This function is used to get the hyperbolic cosine of an expression.

9 EXP(expression)

This function is used to get the Euler’s number e raised to the power of x.

10 FLOOR(expression)

To get the value of an expression rounded down to the nearest integer.

11 LOG(expression)

To get the natural logarithm (base e) of an expression.

12 LOG10(expression)

To get the base 10 logarithm of an expression.

13 RANDOM( )

To get a pseudo random number (type double) greater than or equal to 0.0 and less than 1.0.

14 ROUND(expression)

To get the value of an expression rounded to an integer (if the result type is float) or rounded to a lengthy (if the result type is double).

15 SIN(expression)

To get the sine of an expression.

16 SINH(expression)

To get the hyperbolic sine of an expression.

17 SQRT(expression)

To get the posit downive square main of an expression.

18 TAN(expression)

To get the trigonometric tangent of an angle.

19 TANH(expression)

To get the hyperbolic tangent of an expression.
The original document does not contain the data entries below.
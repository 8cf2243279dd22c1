//! Training context preparation
//!
//! Condenses a raw training dataset (activities, recovery entries, current
//! markers) into a bounded context for downstream agents: recent activities
//! verbatim, older history as weekly aggregates, and a current-state snapshot.

pub mod coerce;
pub mod config;
pub mod context;
pub mod current;
pub mod dates;
pub mod error;
pub mod models;
pub mod overview;
pub mod weekly;
pub mod window;

#[cfg(test)]
mod test_utils;

pub use config::ContextConfig;
pub use context::{prepare, prepare_agent_context, ContextMetadata, PrepareOptions, PreparedContext};
pub use current::{CurrentMetrics, TrainingLoadSnapshot};
pub use error::{ContextError, Result};
pub use models::{ActivityRecord, RecoveryRecord, TrainingDataset};
pub use overview::{HistoryDepth, SizeReport, TrendOverview};
pub use weekly::{WeeklyAggregate, WeeklyTrend};
pub use window::{Cutoffs, DEFAULT_RECENT_WINDOW_DAYS, DEFAULT_TRENDS_WINDOW_DAYS, MAX_WINDOW_DAYS};
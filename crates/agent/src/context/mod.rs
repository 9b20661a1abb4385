//! Workspace context for prompts.
//!
//! | Piece | Role |
//! |-------|------|
//! | [`SnapshotBuilder`] | Walks the workspace and renders a bounded snapshot |
//! | [`ContextCache`] | Memoizes the last snapshot for a fixed TTL |

pub mod cache;
pub mod snapshot;

pub use cache::ContextCache;
pub use snapshot::{PackageManager, SnapshotBuilder, WorkspaceSignals, WorkspaceSnapshot};
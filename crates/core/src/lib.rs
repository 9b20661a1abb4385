//! # Strata Core
//!
//! Domain types, traits, and error definitions for the Strata execution engine.
//! This crate defines the action vocabulary the model speaks, the results the
//! executor produces, and the seams (model client, output stream) every
//! other crate implements against.
//!
//! ## Design Philosophy
//!
//! Every subsystem boundary is defined here. Implementations live in their
//! respective crates, so tests can swap in scripted models and in-memory
//! sinks without touching the network or a terminal.

pub mod action;
pub mod error;
pub mod output;
pub mod provider;
pub mod result;

// Re-export key types at crate root for ergonomics
pub use action::{Action, ActionKind, MemoryOperation, RawAction, normalize_type};
pub use error::{ActionError, ProviderError};
pub use output::{OutputEvent, OutputStream};
pub use provider::{
    GenerateRequest, InlineImage, Modality, ModelClient, ModelResponse, ResponsePart,
};
pub use result::{ActionResult, ActionStatus, ToolLog};
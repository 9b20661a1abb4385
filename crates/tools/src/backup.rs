//! Workspace snapshots under `.strata/backups/`.

use chrono::{DateTime, Utc};
use std::path::{Path, PathBuf};
use strata_core::ActionError;

/// Top-level entries never copied into a snapshot.
pub const BACKUP_EXCLUDES: &[&str] = &[".strata", ".git", "node_modules", ".vscode", "dist", "build"];

/// A finished snapshot.
#[derive(Debug, Clone, PartialEq)]
pub struct Backup {
    /// Folder name under `.strata/backups/`
    pub name: String,
    pub path: PathBuf,
    /// Top-level entries copied
    pub items: usize,
}

impl Backup {
    pub fn summary(&self) -> String {
        format!(
            "Snapshot created at .strata/backups/{} ({} items)",
            self.name, self.items
        )
    }
}

/// ISO-8601 timestamp with `:` and `.` replaced so it is a valid folder name.
pub fn backup_name(now: DateTime<Utc>, label: Option<&str>) -> String {
    let stamp = now.format("%Y-%m-%dT%H-%M-%S-%3fZ").to_string();
    match label.map(sanitize_label).filter(|l| !l.is_empty()) {
        Some(label) => format!("{stamp}_{label}"),
        None => stamp,
    }
}

fn sanitize_label(label: &str) -> String {
    label
        .trim()
        .chars()
        .map(|c| if matches!(c, '/' | '\\' | ':' | '.') || c.is_whitespace() { '-' } else { c })
        .collect()
}

/// Copy every top-level workspace entry except [`BACKUP_EXCLUDES`] into a
/// new timestamped snapshot folder.
pub async fn create_backup(root: &Path, label: Option<&str>) -> Result<Backup, ActionError> {
    let name = backup_name(Utc::now(), label);
    let root = root.to_path_buf();
    tokio::task::spawn_blocking(move || copy_snapshot(&root, name))
        .await
        .map_err(|e| ActionError::io("backup", std::io::Error::other(e.to_string())))?
}

fn copy_snapshot(root: &Path, name: String) -> Result<Backup, ActionError> {
    let dest = root.join(".strata").join("backups").join(&name);
    let io = |p: &Path| {
        let shown = p.display().to_string();
        move |e| ActionError::io(shown, e)
    };

    std::fs::create_dir_all(&dest).map_err(io(&dest))?;

    let mut items = 0;
    for entry in std::fs::read_dir(root).map_err(io(root))? {
        let entry = entry.map_err(io(root))?;
        let file_name = entry.file_name();
        if BACKUP_EXCLUDES.iter().any(|ex| file_name == *ex) {
            continue;
        }
        let src = entry.path();
        copy_recursive(&src, &dest.join(&file_name)).map_err(io(&src))?;
        items += 1;
    }

    Ok(Backup {
        name,
        path: dest,
        items,
    })
}

/// Recursive copy. Symlinked directories are not followed.
fn copy_recursive(src: &Path, dest: &Path) -> std::io::Result<()> {
    let meta = std::fs::symlink_metadata(src)?;
    if meta.is_dir() {
        std::fs::create_dir_all(dest)?;
        for entry in std::fs::read_dir(src)? {
            let entry = entry?;
            copy_recursive(&entry.path(), &dest.join(entry.file_name()))?;
        }
    } else if meta.is_file() || std::fs::metadata(src).is_ok_and(|m| m.is_file()) {
        std::fs::copy(src, dest)?;
    }
    Ok(())
}
//! Action execution for Strata.
//!
//! Turns model output into effects on a workspace:
//! - [`extractor`] pulls the `strata-tools` action list out of model text
//! - [`process`] runs shell commands and tracks long-running ones
//! - [`executor`] dispatches each action onto a concrete effect
//!
//! Effects live in their own modules (filesystem, fetch, memory document,
//! backups, image generation, system status, port killing).

pub mod backup;
pub mod executor;
pub mod extractor;
pub mod fetch;
pub mod fs_ops;
pub mod image;
pub mod kill;
pub mod memory_doc;
pub mod process;
pub mod system;
pub mod text;

pub use executor::ActionExecutor;
pub use extractor::{Extracted, TOOL_BLOCK_TAG, extract, parse_payload};
pub use process::{CommandClassifier, ProcessRegistry, ProcessRunner, RunOptions, RunOutcome};
pub use text::{Utf8Decoder, head_chars, tail_chars};
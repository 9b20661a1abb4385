//! Configuration loading, validation, and management for Strata.
//!
//! Loads configuration from `~/.strata/config.toml` with environment
//! variable overrides. Validates all settings at startup.
//!
//! The model-service credential is resolved separately by
//! [`AppConfig::resolve_api_key`], which also consults the workspace `.env`.

use serde::{Deserialize, Serialize};
use std::collections::HashMap;
use std::path::{Path, PathBuf};
use std::time::Duration;

/// Environment variables checked for the model-service credential, in order.
pub const API_KEY_ENV_VARS: [&str; 2] = ["GEMINI_API_KEY", "STRATA_API_KEY"];

/// The root configuration structure.
///
/// Maps directly to `~/.strata/config.toml`.
#[derive(Clone, Serialize, Deserialize)]
pub struct AppConfig {
    /// API key (lowest priority; env and workspace `.env` win)
    #[serde(default, skip_serializing_if = "Option::is_none")]
    pub api_key: Option<String>,

    /// Model service settings
    #[serde(default)]
    pub model: ModelConfig,

    /// Backoff settings for model calls
    #[serde(default)]
    pub retry: RetryConfig,

    /// Subprocess settings
    #[serde(default)]
    pub runner: RunnerConfig,

    /// Workspace snapshot bounds
    #[serde(default)]
    pub context: ContextConfig,

    /// Per-action budgets
    #[serde(default)]
    pub executor: ExecutorConfig,

    /// Session defaults
    #[serde(default)]
    pub session: SessionConfig,
}

fn redact(s: &Option<String>) -> &'static str {
    match s {
        Some(_) => "[REDACTED]",
        None => "None",
    }
}

impl std::fmt::Debug for AppConfig {
    fn fmt(&self, f: &mut std::fmt::Formatter<'_>) -> std::fmt::Result {
        f.debug_struct("AppConfig")
            .field("api_key", &redact(&self.api_key))
            .field("model", &self.model)
            .field("retry", &self.retry)
            .field("runner", &self.runner)
            .field("context", &self.context)
            .field("executor", &self.executor)
            .field("session", &self.session)
            .finish()
    }
}

#[derive(Debug, Clone, Serialize, Deserialize)]
pub struct ModelConfig {
    /// Model used for chat turns
    #[serde(default = "default_model_name")]
    pub name: String,

    /// Model used for `generateImage`; falls back to `name` when unset
    #[serde(default, skip_serializing_if = "Option::is_none")]
    pub image_model: Option<String>,

    /// Base URL of the generative-language REST API
    #[serde(default = "default_api_url")]
    pub api_url: String,
}

fn default_model_name() -> String {
    "gemini-3-pro-preview".into()
}
fn default_api_url() -> String {
    "https://generativelanguage.googleapis.com/v1beta".into()
}

impl Default for ModelConfig {
    fn default() -> Self {
        Self {
            name: default_model_name(),
            image_model: None,
            api_url: default_api_url(),
        }
    }
}

impl ModelConfig {
    pub fn image_model(&self) -> &str {
        self.image_model.as_deref().unwrap_or(&self.name)
    }
}

#[derive(Debug, Clone, Serialize, Deserialize)]
pub struct RetryConfig {
    #[serde(default = "default_max_retries")]
    pub max_retries: u32,

    /// Base delay; attempt `n` waits `2^n * base_delay_ms` plus jitter
    #[serde(default = "default_base_delay_ms")]
    pub base_delay_ms: u64,

    /// Upper bound (exclusive) of the random jitter added to each delay
    #[serde(default = "default_jitter_ms")]
    pub jitter_ms: u64,
}

fn default_max_retries() -> u32 {
    3
}
fn default_base_delay_ms() -> u64 {
    1000
}
fn default_jitter_ms() -> u64 {
    500
}

impl Default for RetryConfig {
    fn default() -> Self {
        Self {
            max_retries: default_max_retries(),
            base_delay_ms: default_base_delay_ms(),
            jitter_ms: default_jitter_ms(),
        }
    }
}

#[derive(Debug, Clone, Serialize, Deserialize)]
pub struct RunnerConfig {
    /// Byte cap of the combined stdout/stderr tail
    #[serde(default = "default_tail_bytes")]
    pub tail_bytes: usize,

    /// How long a long-running command is awaited before it is backgrounded
    #[serde(default = "default_long_running_grace_ms")]
    pub long_running_grace_ms: u64,

    /// Timeout for the PID lookup and kill commands used by `killPort`
    #[serde(default = "default_kill_port_timeout_ms")]
    pub kill_port_timeout_ms: u64,

    /// Extra substrings that mark a command as long-running
    #[serde(default)]
    pub extra_long_running_patterns: Vec<String>,

    /// Environment variables added to every spawned command
    #[serde(default)]
    pub env: HashMap<String, String>,
}

fn default_tail_bytes() -> usize {
    6000
}
fn default_long_running_grace_ms() -> u64 {
    15_000
}
fn default_kill_port_timeout_ms() -> u64 {
    5000
}

impl Default for RunnerConfig {
    fn default() -> Self {
        Self {
            tail_bytes: default_tail_bytes(),
            long_running_grace_ms: default_long_running_grace_ms(),
            kill_port_timeout_ms: default_kill_port_timeout_ms(),
            extra_long_running_patterns: vec![],
            env: HashMap::new(),
        }
    }
}

impl RunnerConfig {
    pub fn long_running_grace(&self) -> Duration {
        Duration::from_millis(self.long_running_grace_ms)
    }

    pub fn kill_port_timeout(&self) -> Duration {
        Duration::from_millis(self.kill_port_timeout_ms)
    }
}

#[derive(Debug, Clone, Serialize, Deserialize)]
pub struct ContextConfig {
    #[serde(default = "default_ttl_ms")]
    pub ttl_ms: u64,

    /// Hard cap on entries in the rendered tree
    #[serde(default = "default_max_entries")]
    pub max_entries: usize,

    #[serde(default = "default_max_depth")]
    pub max_depth: usize,

    /// Byte budget for each manifest read
    #[serde(default = "default_manifest_bytes")]
    pub manifest_bytes: usize,

    #[serde(default = "default_max_key_files")]
    pub max_key_files: usize,

    /// Byte budget per excerpted key file
    #[serde(default = "default_key_file_bytes")]
    pub key_file_bytes: usize,
}

fn default_ttl_ms() -> u64 {
    8000
}
fn default_max_entries() -> usize {
    250
}
fn default_max_depth() -> usize {
    4
}
fn default_manifest_bytes() -> usize {
    20_000
}
fn default_max_key_files() -> usize {
    8
}
fn default_key_file_bytes() -> usize {
    6000
}

impl Default for ContextConfig {
    fn default() -> Self {
        Self {
            ttl_ms: default_ttl_ms(),
            max_entries: default_max_entries(),
            max_depth: default_max_depth(),
            manifest_bytes: default_manifest_bytes(),
            max_key_files: default_max_key_files(),
            key_file_bytes: default_key_file_bytes(),
        }
    }
}

impl ContextConfig {
    pub fn ttl(&self) -> Duration {
        Duration::from_millis(self.ttl_ms)
    }
}

#[derive(Debug, Clone, Serialize, Deserialize)]
pub struct ExecutorConfig {
    /// Characters of a fetched body kept in the result
    #[serde(default = "default_fetch_max_chars")]
    pub fetch_max_chars: usize,

    /// Bytes of a file returned by `readFile`
    #[serde(default = "default_read_max_bytes")]
    pub read_max_bytes: usize,

    /// Characters of command output kept when logging a result
    #[serde(default = "default_log_tail_chars")]
    pub log_tail_chars: usize,
}

fn default_fetch_max_chars() -> usize {
    8000
}
fn default_read_max_bytes() -> usize {
    20_000
}
fn default_log_tail_chars() -> usize {
    1500
}

impl Default for ExecutorConfig {
    fn default() -> Self {
        Self {
            fetch_max_chars: default_fetch_max_chars(),
            read_max_bytes: default_read_max_bytes(),
            log_tail_chars: default_log_tail_chars(),
        }
    }
}

#[derive(Debug, Clone, Serialize, Deserialize)]
pub struct SessionConfig {
    /// Recent tool-log entries included in each prompt
    #[serde(default = "default_tool_log_window")]
    pub tool_log_window: usize,

    /// Persona active at session start (none means unrestricted)
    #[serde(default, skip_serializing_if = "Option::is_none")]
    pub default_persona: Option<String>,
}

fn default_tool_log_window() -> usize {
    25
}

impl Default for SessionConfig {
    fn default() -> Self {
        Self {
            tool_log_window: default_tool_log_window(),
            default_persona: None,
        }
    }
}

impl AppConfig {
    /// Load configuration from the default path (~/.strata/config.toml).
    ///
    /// Environment overrides:
    /// - `STRATA_MODEL` replaces the chat model
    /// - `STRATA_PERSONA` replaces the default persona
    pub fn load() -> Result<Self, ConfigError> {
        let config_path = Self::config_dir().join("config.toml");
        let mut config = Self::load_from(&config_path)?;

        if let Ok(model) = std::env::var("STRATA_MODEL")
            && !model.trim().is_empty()
        {
            config.model.name = model;
        }

        if let Ok(persona) = std::env::var("STRATA_PERSONA")
            && !persona.trim().is_empty()
        {
            config.session.default_persona = Some(persona);
        }

        Ok(config)
    }

    /// Load configuration from a specific file path.
    pub fn load_from(path: &Path) -> Result<Self, ConfigError> {
        if !path.exists() {
            tracing::info!("No config file found at {}, using defaults", path.display());
            return Ok(Self::default());
        }

        let content = std::fs::read_to_string(path).map_err(|e| ConfigError::ReadError {
            path: path.to_path_buf(),
            reason: e.to_string(),
        })?;

        let config: Self = toml::from_str(&content).map_err(|e| ConfigError::ParseError {
            path: path.to_path_buf(),
            reason: e.to_string(),
        })?;

        config.validate()?;
        Ok(config)
    }

    /// Get the configuration directory path.
    pub fn config_dir() -> PathBuf {
        dirs_home().join(".strata")
    }

    fn validate(&self) -> Result<(), ConfigError> {
        if self.model.name.trim().is_empty() {
            return Err(ConfigError::ValidationError("model.name must not be empty".into()));
        }
        if self.runner.tail_bytes == 0 {
            return Err(ConfigError::ValidationError(
                "runner.tail_bytes must be > 0".into(),
            ));
        }
        if self.context.max_entries == 0 {
            return Err(ConfigError::ValidationError(
                "context.max_entries must be > 0".into(),
            ));
        }
        if self.retry.max_retries > 10 {
            return Err(ConfigError::ValidationError(
                "retry.max_retries must be at most 10".into(),
            ));
        }
        Ok(())
    }

    /// Resolve the model-service credential from the process environment,
    /// then the workspace `.env`, then the config file.
    pub fn resolve_api_key(&self, workspace: Option<&Path>) -> Result<String, ConfigError> {
        self.resolve_api_key_with(workspace, |name| std::env::var(name).ok())
    }

    /// Same as [`resolve_api_key`](Self::resolve_api_key) with an injectable
    /// environment lookup.
    pub fn resolve_api_key_with(
        &self,
        workspace: Option<&Path>,
        lookup: impl Fn(&str) -> Option<String>,
    ) -> Result<String, ConfigError> {
        let non_empty = |v: String| (!v.trim().is_empty()).then(|| v.trim().to_string());

        if let Some(key) = API_KEY_ENV_VARS.iter().find_map(|name| lookup(name).and_then(non_empty)) {
            return Ok(key);
        }

        if let Some(root) = workspace {
            let env_path = root.join(".env");
            if let Ok(content) = std::fs::read_to_string(&env_path) {
                let vars = parse_env_file(&content);
                if let Some(key) = API_KEY_ENV_VARS
                    .iter()
                    .find_map(|name| vars.get(*name).cloned().and_then(non_empty))
                {
                    tracing::debug!("Using API key from {}", env_path.display());
                    return Ok(key);
                }
            }
        }

        self.api_key
            .clone()
            .and_then(non_empty)
            .ok_or(ConfigError::MissingCredential)
    }

    /// Generate a default config TOML string.
    pub fn default_toml() -> String {
        toml::to_string_pretty(&Self::default()).unwrap_or_default()
    }
}

impl Default for AppConfig {
    fn default() -> Self {
        Self {
            api_key: None,
            model: ModelConfig::default(),
            retry: RetryConfig::default(),
            runner: RunnerConfig::default(),
            context: ContextConfig::default(),
            executor: ExecutorConfig::default(),
            session: SessionConfig::default(),
        }
    }
}

/// Parse `.env`-style content: `KEY=value` lines, `#` comments and blank
/// lines skipped, one layer of matching surrounding quotes stripped.
pub fn parse_env_file(content: &str) -> HashMap<String, String> {
    content
        .lines()
        .map(str::trim)
        .filter(|line| !line.is_empty() && !line.starts_with('#'))
        .filter_map(|line| {
            let (key, value) = line.split_once('=')?;
            let key = key.trim();
            if key.is_empty() {
                return None;
            }
            Some((key.to_string(), strip_quotes(value.trim()).to_string()))
        })
        .collect()
}

fn strip_quotes(value: &str) -> &str {
    for quote in ['"', '\''] {
        if value.len() >= 2 && value.starts_with(quote) && value.ends_with(quote) {
            return &value[1..value.len() - 1];
        }
    }
    value
}

/// Get the user's home directory.
fn dirs_home() -> PathBuf {
    #[cfg(target_os = "windows")]
    {
        std::env::var("USERPROFILE")
            .map(PathBuf::from)
            .unwrap_or_else(|_| PathBuf::from("C:\\Users\\Default"))
    }
    #[cfg(not(target_os = "windows"))]
    {
        std::env::var("HOME")
            .map(PathBuf::from)
            .unwrap_or_else(|_| PathBuf::from("/tmp"))
    }
}

/// Configuration errors.
#[derive(Debug, thiserror::Error)]
pub enum ConfigError {
    #[error("Failed to read config file at {path}: {reason}")]
    ReadError { path: PathBuf, reason: String },

    #[error("Failed to parse config file at {path}: {reason}")]
    ParseError { path: PathBuf, reason: String },

    #[error("Configuration validation failed: {0}")]
    ValidationError(String),

    #[error(
        "No model-service API key found. Set GEMINI_API_KEY (or STRATA_API_KEY) in the environment or the workspace .env file."
    )]
    MissingCredential,
}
Apache Pig – User Degreatd Functions

In addition to the built-in functions, Apache Pig provides extensive supinterface for User Degreatd Functions (UDF’s). Uperform these UDF’s, we can degreat our own functions and use all of them. The UDF supinterface is provided in six programming languages, namely, Java, Jython, Python, JavaScript, Rusimply by and Groovy.

For writing UDF’s, compallowe supinterface is provided in Java and limited supinterface is provided in all the remaining languages. Uperform Java, you can write UDF’s involving all parts of the procesperform like data load/store, column transformation, and aggregation. Since Apache Pig has been composed in Java, the UDF’s composed uperform Java language work effectively compacrimson-coloucrimson to other languages.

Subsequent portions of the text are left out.